Records for processing »
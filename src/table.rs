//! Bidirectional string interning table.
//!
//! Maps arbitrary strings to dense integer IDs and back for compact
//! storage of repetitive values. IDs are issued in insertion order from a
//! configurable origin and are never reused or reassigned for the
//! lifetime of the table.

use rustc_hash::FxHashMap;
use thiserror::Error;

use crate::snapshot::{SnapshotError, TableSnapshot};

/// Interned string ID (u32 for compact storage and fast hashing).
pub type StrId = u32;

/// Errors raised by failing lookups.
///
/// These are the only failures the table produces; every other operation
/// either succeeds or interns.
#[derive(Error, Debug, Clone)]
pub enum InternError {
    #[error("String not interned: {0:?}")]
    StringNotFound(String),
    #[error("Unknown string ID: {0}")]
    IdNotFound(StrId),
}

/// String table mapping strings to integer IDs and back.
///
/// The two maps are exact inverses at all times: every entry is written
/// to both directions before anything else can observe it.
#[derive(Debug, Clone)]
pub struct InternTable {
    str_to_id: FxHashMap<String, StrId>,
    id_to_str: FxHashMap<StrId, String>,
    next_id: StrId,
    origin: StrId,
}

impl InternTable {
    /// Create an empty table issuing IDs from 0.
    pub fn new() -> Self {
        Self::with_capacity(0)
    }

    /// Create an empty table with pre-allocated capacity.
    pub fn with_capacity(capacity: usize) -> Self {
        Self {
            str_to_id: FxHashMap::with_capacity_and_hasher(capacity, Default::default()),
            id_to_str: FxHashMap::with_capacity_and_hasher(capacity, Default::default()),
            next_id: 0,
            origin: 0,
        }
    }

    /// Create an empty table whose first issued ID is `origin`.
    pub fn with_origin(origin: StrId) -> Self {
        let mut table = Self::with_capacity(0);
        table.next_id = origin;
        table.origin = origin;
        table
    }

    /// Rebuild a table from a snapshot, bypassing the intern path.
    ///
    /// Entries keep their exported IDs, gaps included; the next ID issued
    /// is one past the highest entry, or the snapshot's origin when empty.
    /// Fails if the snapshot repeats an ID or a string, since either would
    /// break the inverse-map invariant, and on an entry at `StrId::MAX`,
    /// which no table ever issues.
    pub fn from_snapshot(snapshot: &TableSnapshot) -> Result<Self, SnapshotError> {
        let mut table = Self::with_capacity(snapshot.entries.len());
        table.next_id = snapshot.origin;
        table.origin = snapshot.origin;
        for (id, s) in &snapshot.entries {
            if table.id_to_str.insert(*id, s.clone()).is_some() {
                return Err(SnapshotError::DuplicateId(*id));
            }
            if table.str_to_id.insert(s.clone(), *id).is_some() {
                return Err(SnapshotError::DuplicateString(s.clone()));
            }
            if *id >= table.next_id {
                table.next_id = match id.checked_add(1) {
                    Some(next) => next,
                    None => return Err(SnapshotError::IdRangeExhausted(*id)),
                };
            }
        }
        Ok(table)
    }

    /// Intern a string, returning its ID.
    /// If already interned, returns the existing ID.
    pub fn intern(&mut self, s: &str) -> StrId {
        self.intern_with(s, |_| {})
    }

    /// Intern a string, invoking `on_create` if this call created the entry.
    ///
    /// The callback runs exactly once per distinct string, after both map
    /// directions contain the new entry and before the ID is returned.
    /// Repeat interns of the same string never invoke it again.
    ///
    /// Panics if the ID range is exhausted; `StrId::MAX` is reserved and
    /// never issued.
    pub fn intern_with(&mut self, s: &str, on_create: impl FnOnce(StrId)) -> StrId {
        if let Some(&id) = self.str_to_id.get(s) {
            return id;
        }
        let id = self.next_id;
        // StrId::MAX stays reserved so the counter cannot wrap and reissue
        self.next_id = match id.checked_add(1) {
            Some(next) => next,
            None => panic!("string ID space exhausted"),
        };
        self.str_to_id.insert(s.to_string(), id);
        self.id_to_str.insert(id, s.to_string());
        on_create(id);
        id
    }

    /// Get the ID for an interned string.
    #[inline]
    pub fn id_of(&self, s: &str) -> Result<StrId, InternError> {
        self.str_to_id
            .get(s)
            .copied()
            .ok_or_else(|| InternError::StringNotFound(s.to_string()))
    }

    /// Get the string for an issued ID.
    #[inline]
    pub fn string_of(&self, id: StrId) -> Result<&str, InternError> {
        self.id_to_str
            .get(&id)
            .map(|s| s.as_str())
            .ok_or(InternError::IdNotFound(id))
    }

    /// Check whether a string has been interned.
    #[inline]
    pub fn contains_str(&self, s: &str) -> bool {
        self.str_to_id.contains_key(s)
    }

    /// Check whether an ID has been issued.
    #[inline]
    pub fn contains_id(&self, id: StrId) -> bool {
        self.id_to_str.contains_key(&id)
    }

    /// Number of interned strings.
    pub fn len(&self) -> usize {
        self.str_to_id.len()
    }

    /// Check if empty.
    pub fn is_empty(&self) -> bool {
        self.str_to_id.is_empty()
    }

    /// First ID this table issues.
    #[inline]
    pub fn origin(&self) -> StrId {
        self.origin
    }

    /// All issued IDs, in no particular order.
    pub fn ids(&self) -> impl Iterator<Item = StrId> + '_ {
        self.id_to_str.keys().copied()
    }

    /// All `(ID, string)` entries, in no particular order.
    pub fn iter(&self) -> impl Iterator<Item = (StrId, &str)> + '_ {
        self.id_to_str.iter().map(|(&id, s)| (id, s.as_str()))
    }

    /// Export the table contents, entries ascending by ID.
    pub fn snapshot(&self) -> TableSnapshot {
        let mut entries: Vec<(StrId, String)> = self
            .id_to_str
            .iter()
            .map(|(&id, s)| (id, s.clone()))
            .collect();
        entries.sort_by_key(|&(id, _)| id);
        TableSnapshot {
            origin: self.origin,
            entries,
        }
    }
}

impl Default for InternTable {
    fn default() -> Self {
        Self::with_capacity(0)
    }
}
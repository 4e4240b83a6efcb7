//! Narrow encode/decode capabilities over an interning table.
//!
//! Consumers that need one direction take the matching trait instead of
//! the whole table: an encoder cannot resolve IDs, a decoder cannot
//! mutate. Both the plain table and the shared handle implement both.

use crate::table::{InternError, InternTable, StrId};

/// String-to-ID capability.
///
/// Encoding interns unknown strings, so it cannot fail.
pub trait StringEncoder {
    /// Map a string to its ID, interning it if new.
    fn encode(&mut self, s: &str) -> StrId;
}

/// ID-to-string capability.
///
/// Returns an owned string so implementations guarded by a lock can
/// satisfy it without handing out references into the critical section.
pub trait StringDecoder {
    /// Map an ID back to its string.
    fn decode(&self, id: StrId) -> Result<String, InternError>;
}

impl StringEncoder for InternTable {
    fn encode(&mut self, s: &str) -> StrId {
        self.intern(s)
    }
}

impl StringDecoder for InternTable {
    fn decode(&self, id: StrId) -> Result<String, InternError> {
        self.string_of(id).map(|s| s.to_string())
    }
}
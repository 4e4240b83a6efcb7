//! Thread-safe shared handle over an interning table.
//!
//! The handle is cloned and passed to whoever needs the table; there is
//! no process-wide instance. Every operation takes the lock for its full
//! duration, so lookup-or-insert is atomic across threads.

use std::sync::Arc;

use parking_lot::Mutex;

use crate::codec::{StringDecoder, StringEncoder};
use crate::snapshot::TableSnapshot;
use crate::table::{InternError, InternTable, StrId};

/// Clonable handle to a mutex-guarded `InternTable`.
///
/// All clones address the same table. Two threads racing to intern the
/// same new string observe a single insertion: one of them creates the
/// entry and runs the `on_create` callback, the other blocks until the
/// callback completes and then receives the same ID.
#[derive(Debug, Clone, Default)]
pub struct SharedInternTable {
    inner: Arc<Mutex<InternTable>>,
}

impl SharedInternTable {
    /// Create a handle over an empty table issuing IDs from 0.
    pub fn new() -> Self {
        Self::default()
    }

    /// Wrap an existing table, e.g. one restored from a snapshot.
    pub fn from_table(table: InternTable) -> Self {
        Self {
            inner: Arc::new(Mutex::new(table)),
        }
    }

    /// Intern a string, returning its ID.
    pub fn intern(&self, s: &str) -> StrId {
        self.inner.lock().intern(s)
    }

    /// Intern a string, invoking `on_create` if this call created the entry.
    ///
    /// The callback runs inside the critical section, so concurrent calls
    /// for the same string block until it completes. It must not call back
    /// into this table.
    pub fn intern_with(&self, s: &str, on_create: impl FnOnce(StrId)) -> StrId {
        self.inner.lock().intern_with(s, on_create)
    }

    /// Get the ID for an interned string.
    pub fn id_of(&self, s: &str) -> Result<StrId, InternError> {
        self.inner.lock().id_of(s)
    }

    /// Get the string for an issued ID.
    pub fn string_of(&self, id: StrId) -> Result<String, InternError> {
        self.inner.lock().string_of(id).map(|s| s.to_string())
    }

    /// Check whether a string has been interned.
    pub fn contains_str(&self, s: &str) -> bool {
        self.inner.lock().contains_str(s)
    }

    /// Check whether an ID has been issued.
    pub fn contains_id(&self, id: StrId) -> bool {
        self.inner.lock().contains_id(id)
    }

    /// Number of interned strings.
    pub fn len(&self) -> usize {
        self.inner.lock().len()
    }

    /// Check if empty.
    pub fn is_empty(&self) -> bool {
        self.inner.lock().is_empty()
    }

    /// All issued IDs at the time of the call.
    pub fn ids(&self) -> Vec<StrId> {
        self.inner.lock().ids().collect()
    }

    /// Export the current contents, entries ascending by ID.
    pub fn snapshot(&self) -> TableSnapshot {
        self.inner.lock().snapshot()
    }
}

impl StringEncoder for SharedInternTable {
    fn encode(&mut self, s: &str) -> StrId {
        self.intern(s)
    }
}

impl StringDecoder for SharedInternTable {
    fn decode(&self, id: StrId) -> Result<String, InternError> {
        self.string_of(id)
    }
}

Your task »
What you return must be an exact retyping of the lines above starting at the line with "self.next_id = match" and ending at the line with "IDs, in no particular order.", and nothing besides.

Reply to the task »
        self.next_id = match id.checked_add(1) {
            Some(next) => next,
            None => panic!("string ID space exhausted"),
        };
        self.str_to_id.insert(s.to_string(), id);
        self.id_to_str.insert(id, s.to_string());
        on_create(id);
        id
    }

    /// Get the ID for an interned string.
    #[inline]
    pub fn id_of(&self, s: &str) -> Result<StrId, InternError> {
        self.str_to_id
            .get(s)
            .copied()
            .ok_or_else(|| InternError::StringNotFound(s.to_string()))
    }

    /// Get the string for an issued ID.
    #[inline]
    pub fn string_of(&self, id: StrId) -> Result<&str, InternError> {
        self.id_to_str
            .get(&id)
            .map(|s| s.as_str())
            .ok_or(InternError::IdNotFound(id))
    }

    /// Check whether a string has been interned.
    #[inline]
    pub fn contains_str(&self, s: &str) -> bool {
        self.str_to_id.contains_key(s)
    }

    /// Check whether an ID has been issued.
    #[inline]
    pub fn contains_id(&self, id: StrId) -> bool {
        self.id_to_str.contains_key(&id)
    }

    /// Number of interned strings.
    pub fn len(&self) -> usize {
        self.str_to_id.len()
    }

    /// Check if empty.
    pub fn is_empty(&self) -> bool {
        self.str_to_id.is_empty()
    }

    /// First ID this table issues.
    #[inline]
    pub fn origin(&self) -> StrId {
        self.origin
    }

    /// All issued IDs, in no particular order.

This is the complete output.